### PROBLEM STATEMENT
Among the records below, count the lines where "cleaned" occurs, and report that total alone.

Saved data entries
---

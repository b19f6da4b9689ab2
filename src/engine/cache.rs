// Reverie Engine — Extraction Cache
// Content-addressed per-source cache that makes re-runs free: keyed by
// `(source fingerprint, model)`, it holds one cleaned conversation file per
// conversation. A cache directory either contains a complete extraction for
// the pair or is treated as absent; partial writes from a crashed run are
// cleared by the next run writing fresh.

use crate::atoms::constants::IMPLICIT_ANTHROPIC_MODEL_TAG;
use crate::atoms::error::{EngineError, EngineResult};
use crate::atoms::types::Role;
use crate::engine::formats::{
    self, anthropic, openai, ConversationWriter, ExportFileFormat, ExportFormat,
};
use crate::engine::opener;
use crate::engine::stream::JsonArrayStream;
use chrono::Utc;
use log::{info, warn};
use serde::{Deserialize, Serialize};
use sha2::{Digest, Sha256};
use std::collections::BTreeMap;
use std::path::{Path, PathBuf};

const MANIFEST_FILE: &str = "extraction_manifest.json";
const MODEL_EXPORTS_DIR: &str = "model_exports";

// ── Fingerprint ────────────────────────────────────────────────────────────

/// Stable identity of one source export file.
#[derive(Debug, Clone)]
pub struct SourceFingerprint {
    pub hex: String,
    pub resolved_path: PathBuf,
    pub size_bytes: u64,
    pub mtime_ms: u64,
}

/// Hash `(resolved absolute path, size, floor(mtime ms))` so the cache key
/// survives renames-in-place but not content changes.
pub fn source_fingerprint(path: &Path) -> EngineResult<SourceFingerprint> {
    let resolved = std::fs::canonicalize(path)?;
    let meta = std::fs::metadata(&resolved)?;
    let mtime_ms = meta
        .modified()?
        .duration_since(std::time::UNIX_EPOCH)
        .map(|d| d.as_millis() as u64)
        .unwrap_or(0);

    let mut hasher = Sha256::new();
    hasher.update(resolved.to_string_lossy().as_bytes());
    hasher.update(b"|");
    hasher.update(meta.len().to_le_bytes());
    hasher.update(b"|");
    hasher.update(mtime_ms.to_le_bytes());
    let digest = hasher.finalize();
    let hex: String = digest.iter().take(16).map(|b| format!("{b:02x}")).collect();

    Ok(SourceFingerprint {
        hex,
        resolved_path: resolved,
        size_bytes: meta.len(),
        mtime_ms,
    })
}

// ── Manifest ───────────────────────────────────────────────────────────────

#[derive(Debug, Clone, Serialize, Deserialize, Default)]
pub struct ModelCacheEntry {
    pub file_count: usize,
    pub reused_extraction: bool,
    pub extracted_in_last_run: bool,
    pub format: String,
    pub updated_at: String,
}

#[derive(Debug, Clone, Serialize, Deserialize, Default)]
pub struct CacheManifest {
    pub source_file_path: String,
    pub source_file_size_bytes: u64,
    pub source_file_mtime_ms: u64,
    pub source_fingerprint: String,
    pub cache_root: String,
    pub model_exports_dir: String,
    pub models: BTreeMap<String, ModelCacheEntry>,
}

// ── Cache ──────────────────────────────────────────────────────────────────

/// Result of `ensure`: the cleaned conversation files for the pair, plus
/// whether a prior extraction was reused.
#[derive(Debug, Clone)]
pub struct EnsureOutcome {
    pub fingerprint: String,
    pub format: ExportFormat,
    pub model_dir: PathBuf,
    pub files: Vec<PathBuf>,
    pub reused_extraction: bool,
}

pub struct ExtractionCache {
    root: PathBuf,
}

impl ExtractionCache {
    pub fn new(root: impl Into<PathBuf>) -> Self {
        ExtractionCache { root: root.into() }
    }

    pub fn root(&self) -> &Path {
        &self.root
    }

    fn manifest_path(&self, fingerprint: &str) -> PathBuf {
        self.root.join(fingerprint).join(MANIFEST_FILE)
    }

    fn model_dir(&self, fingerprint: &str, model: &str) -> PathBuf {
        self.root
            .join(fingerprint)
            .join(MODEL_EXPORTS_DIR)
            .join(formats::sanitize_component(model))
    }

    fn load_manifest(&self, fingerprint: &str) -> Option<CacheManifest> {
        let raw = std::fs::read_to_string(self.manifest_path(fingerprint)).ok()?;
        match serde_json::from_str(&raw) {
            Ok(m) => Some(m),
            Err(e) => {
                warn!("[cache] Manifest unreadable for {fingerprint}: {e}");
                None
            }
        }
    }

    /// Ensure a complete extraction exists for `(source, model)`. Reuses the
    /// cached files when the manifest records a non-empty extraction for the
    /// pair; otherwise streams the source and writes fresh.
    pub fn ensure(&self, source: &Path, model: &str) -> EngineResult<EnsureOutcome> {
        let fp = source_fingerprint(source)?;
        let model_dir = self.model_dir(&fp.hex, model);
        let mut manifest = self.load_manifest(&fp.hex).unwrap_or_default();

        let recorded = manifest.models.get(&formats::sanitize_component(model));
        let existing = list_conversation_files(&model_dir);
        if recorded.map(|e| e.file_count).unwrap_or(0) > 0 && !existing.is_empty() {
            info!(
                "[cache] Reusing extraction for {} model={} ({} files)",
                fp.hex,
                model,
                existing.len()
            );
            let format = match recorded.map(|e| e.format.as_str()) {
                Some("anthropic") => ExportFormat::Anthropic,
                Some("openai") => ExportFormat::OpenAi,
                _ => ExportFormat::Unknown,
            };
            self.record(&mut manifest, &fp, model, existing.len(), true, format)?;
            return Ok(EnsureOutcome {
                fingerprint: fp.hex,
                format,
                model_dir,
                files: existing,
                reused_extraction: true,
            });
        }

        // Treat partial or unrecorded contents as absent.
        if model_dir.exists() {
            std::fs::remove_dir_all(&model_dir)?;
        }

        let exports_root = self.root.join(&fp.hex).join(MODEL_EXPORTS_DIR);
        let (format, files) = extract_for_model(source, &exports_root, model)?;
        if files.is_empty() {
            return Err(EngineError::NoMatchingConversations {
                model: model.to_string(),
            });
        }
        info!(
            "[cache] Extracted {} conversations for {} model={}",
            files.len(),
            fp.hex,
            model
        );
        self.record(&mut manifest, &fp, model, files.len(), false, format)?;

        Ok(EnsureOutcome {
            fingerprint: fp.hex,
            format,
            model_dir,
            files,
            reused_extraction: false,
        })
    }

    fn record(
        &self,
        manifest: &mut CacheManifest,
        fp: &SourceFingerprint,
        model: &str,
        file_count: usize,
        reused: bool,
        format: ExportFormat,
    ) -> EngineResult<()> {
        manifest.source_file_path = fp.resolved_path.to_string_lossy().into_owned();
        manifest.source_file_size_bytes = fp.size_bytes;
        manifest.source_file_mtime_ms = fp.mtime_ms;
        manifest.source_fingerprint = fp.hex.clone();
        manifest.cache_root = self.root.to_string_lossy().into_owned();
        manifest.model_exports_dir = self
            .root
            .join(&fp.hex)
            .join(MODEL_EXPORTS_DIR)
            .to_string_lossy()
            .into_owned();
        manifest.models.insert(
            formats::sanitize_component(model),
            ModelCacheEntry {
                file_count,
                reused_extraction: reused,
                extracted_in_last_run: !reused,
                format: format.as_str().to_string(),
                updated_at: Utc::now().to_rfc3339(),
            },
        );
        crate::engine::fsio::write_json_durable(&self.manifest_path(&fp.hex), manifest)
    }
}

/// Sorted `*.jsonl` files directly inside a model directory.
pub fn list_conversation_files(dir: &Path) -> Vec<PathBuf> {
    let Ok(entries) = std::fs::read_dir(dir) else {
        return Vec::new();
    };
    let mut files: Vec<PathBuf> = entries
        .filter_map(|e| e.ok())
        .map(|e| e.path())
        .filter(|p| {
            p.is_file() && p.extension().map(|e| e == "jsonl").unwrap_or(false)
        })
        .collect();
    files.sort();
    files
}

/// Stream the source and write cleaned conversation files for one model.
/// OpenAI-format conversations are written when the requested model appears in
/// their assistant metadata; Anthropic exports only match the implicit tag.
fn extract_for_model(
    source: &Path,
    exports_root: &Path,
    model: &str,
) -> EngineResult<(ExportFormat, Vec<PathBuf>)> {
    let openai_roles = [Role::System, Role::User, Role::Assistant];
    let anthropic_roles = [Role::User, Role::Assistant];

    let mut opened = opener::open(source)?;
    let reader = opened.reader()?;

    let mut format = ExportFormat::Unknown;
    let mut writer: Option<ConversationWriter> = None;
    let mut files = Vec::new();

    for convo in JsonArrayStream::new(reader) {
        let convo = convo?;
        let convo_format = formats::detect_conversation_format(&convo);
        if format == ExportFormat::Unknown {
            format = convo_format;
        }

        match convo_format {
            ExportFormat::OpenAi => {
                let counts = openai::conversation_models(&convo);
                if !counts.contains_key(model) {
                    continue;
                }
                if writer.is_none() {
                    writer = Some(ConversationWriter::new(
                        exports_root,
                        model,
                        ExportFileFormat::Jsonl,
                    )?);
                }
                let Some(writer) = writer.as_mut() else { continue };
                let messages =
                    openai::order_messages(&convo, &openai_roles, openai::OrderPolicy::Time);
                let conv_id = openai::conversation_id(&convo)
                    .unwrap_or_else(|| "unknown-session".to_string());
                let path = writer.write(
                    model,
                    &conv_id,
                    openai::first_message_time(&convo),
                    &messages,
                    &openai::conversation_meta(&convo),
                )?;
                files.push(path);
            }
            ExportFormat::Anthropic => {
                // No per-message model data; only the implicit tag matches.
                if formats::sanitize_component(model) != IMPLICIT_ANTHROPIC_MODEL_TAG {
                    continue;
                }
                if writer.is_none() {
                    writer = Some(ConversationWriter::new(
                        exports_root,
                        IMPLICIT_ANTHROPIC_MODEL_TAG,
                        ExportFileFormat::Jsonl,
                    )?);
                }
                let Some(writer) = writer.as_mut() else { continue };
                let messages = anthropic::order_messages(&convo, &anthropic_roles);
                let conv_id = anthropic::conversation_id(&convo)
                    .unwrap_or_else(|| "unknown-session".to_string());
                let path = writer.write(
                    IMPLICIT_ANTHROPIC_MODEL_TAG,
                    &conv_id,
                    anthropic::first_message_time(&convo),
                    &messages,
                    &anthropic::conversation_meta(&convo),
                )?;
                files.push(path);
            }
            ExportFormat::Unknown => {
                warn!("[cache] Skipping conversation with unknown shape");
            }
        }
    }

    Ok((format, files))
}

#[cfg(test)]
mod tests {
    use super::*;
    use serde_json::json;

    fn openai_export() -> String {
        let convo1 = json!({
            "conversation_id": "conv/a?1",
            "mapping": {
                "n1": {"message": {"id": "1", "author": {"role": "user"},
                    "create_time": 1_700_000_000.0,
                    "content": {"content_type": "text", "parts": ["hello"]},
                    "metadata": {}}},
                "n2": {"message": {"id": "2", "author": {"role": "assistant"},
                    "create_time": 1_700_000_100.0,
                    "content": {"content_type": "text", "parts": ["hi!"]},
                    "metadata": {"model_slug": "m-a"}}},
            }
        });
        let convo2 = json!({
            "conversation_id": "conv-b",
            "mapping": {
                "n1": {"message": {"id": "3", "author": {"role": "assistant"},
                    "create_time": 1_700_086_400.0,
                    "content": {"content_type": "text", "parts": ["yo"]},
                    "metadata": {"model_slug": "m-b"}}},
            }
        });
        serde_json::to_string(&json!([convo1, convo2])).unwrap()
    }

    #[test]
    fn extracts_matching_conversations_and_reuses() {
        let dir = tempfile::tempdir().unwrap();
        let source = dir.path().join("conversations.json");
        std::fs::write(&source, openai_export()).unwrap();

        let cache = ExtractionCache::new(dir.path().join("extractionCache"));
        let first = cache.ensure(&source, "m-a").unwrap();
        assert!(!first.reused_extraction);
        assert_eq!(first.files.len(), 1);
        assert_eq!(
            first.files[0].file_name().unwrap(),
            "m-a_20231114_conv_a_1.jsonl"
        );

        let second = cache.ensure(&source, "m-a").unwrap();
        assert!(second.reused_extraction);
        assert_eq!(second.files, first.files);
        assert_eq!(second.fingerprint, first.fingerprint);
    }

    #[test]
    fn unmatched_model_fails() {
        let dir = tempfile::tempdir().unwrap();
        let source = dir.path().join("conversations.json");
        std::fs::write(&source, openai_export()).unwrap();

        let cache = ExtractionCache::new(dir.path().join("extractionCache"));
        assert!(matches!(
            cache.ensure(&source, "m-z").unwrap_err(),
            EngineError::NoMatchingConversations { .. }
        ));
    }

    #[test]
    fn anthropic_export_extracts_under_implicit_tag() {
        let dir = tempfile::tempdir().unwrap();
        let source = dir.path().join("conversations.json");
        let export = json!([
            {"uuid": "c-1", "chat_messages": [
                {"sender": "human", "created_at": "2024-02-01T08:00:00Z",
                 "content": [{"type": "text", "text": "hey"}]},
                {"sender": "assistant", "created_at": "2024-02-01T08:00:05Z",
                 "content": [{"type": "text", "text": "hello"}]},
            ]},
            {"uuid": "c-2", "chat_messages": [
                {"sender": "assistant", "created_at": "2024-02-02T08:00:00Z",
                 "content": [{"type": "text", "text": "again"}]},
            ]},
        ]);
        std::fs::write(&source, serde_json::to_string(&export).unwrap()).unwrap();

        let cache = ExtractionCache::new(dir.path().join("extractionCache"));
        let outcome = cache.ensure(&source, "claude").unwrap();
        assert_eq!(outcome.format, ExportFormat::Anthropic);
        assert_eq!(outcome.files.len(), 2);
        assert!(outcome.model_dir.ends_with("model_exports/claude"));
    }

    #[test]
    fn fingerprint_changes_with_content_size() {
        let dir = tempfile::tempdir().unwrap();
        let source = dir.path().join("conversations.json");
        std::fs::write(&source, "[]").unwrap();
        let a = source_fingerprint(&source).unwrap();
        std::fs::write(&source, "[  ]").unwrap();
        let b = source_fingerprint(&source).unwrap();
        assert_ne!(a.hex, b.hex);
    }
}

---

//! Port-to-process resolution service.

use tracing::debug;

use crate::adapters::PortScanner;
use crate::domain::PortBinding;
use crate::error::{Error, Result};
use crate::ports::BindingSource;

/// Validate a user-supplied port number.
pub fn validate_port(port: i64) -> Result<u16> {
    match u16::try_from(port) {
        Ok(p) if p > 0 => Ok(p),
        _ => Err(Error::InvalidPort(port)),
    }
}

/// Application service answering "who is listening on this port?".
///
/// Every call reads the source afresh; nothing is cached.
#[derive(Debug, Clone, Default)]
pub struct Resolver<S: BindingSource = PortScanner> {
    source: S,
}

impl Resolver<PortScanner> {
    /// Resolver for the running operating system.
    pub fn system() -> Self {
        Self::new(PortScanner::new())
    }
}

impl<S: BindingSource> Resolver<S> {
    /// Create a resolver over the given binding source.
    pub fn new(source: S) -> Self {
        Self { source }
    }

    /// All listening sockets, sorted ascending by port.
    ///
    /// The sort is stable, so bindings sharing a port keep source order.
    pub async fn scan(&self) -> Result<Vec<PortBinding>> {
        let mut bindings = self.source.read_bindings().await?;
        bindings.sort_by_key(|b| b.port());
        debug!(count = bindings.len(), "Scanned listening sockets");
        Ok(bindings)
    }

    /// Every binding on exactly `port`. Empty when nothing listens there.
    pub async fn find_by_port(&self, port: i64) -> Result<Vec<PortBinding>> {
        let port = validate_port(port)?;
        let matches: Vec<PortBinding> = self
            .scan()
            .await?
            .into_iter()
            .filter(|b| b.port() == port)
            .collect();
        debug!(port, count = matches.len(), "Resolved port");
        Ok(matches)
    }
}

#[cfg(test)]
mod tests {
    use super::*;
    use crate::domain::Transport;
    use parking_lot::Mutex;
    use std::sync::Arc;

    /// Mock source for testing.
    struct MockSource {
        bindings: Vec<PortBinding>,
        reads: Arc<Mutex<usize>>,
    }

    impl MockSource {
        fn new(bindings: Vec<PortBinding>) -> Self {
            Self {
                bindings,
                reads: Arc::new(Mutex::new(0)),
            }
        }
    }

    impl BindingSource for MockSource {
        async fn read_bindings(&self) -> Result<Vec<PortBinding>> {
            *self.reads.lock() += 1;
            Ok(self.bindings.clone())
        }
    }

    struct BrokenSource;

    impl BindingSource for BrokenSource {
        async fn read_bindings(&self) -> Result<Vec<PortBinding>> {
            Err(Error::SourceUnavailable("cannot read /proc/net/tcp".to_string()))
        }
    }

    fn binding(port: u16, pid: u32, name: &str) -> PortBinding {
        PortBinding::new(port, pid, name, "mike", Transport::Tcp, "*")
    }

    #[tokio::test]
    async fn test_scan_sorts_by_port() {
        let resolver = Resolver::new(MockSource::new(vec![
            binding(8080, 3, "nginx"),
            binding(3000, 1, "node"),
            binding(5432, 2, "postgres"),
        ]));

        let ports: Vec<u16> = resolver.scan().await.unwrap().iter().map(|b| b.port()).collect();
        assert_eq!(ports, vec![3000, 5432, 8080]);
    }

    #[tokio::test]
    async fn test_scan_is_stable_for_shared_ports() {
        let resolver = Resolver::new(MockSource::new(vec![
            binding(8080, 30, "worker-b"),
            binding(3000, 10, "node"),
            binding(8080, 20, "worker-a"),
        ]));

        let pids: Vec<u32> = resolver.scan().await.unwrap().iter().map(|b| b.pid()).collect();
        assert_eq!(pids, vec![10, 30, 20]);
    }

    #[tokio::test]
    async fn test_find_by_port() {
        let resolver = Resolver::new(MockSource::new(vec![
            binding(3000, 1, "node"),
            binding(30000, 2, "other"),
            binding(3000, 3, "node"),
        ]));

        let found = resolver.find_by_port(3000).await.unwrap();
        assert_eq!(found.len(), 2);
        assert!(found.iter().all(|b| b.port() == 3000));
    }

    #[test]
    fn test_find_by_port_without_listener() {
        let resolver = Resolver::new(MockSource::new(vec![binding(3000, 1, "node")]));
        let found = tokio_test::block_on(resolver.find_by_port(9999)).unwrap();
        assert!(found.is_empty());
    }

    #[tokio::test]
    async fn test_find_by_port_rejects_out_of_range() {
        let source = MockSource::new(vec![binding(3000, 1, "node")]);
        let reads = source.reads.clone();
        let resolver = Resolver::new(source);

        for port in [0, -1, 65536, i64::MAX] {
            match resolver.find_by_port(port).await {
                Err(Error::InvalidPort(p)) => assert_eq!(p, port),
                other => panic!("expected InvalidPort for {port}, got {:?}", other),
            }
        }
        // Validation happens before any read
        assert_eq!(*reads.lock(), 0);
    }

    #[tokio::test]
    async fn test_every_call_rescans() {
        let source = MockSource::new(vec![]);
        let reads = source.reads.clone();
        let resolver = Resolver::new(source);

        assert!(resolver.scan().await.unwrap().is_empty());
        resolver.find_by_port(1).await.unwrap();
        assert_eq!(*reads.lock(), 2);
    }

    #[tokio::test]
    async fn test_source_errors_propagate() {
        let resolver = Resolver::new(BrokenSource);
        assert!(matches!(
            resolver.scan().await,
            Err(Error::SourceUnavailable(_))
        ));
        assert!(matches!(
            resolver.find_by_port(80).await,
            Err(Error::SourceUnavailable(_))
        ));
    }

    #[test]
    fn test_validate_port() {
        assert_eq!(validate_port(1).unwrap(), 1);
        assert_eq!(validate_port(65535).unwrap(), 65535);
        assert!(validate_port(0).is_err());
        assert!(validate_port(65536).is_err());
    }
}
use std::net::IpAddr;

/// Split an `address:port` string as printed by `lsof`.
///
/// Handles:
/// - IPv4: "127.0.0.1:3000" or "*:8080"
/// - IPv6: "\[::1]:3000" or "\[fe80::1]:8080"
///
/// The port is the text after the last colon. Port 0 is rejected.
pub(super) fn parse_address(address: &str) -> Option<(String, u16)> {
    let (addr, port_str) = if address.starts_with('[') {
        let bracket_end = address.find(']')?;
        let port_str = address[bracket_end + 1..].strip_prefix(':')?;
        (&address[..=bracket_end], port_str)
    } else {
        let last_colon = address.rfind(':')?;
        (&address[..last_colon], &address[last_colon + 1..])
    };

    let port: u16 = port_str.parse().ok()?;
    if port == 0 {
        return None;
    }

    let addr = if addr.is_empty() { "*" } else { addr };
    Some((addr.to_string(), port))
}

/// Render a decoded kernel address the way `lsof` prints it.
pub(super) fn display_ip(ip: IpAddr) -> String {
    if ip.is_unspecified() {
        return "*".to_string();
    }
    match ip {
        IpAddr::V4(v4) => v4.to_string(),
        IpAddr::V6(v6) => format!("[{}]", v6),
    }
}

---

### RESPONSE FOR THIS EXERCISE
3